O ex-presidente, de 88 anos, relatou em conferência de imprensa que descobriu o tumor na última sexta-feira, durante um check-up. "É obviamente algo muito comprometido", disse Mujica.

"E é duplamente complexo no meu caso porque sofro há mais de 20 anos de uma doença imunológica que afetou, entre outras coisas, os meus rins, o que cria dificuldades para técnicas de radioterapia ou cirurgia", explicou, em alusão à vasculite com que foi diagnosticado em 2004.

"Na minha vida mais de uma vez a morte rondou-me [...] Desta vez me parece que veio com a foice em riste e vamos ver o que acontece", afirmou.

Consultada pela AFP, a médica pessoal de Mujica, Raquel Panone, disse que "não está confirmado" que o tumor seja maligno, embora "a imagem seja sugestiva". "Temos de esperar os resultados da anatomia patológica e de outros estudos para decidir o tratamento", informou, enfatizando que o ex-presidente "segue com a sua vida normal".

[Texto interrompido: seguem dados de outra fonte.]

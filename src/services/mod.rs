//! Business logic services.
//!
//! Services own the bank state and enforce every cross-account rule:
//! internal funds, loan ceilings, interest rates and the year-end cycle.

pub mod bank;
pub mod interest;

Mujica, um ex-guerrilheiro que foi deputado, senador, ministro e presidente do Uruguai de 2010 a 2015, continua a ser uma figura de peso na Frente Ampla (FA), coligação de esquerda que esteve no poder de 2005 a 2010, quando assumiu o presidente de centro direita Luis Lacalle Pou.

Nesta segunda-feira, assegurou que continuará a militar politicamente, "fiel" ao seu pensamento: "Enquanto aguentar, aqui estarei".

O seu afilhado político, Yamandú Orsi, favorito a tornar-se candidato presidencial da FA nas eleições de outubro, mostrou-se consternado com a notícia do tumor, mas incentivado pelo exemplo de vida do seu mentor. "Ele mesmo diz-nos que até ao final dos seus dias vai continuar com o mesmo compromisso de sempre. É um convite a todos a redobrarem os seus esforços por um país melhor", disse Orsi a jornalistas.

Personalidades de todo o espectro político uruguaio enviaram mensagens afetuosas a Mujica, incluindo o ex-presidente Julio Sanguinetti (1985-1990 e 1995-2000), também octogenário e durante décadas o seu adversário ferrenho.

O presidente Luiz Inácio Lula da Silva também saudou, nesta segunda-feira, "o irmão Mujica". "É um farol na luta por um mundo melhor", publicou na sua conta na plataforma X com uma foto dos dois a bordo do lendário Fusca de Mujica.

Nascido em Montevidéu em 20 de maio de 1935, José Alberto Mujica Cordano foi membro da guerrilha dos MLN-Tupumaros que se insurgiu contra governos democráticos nas décadas de 1960 e 1970.

Embora derrotados em 1972, muitos uruguaios culparam-nos de criar as condições para o golpe de Estado de 1973 que iniciou uma ditadura cívico-militar que durou até 1985. Mujica passou 12 anos preso durante este tempo, grande parte deles em regime de isolamento.

Na sua mensagem desta segunda-feira, deu alguns conselhos aos jovens. "Quero dizer-lhes que a vida é bela, e que passa, que se esvai, e o X da questão é recomeçar todas as vezes que caímos", disse, defendendo que se opte sempre pelo amor no lugar do ódio.

"A única liberdade que existe está na cabeça e chama-se vontade; se não a usamos, não somos livres", enfatizou. "No mais, sou grato e no fim das contas, aproveitei a vida", concluiu, perante aplausos e gritos de "Vamos, Pepe!".

Mujica, que não teve filhos, mora com a esposa, Lucía Topolansky, uma ex-guerrilheira como ele e ex-vice-presidente do Uruguai entre 2017 e 2020, num local nos arredores de Montevidéu, onde ele mesmo cuida de uma horta.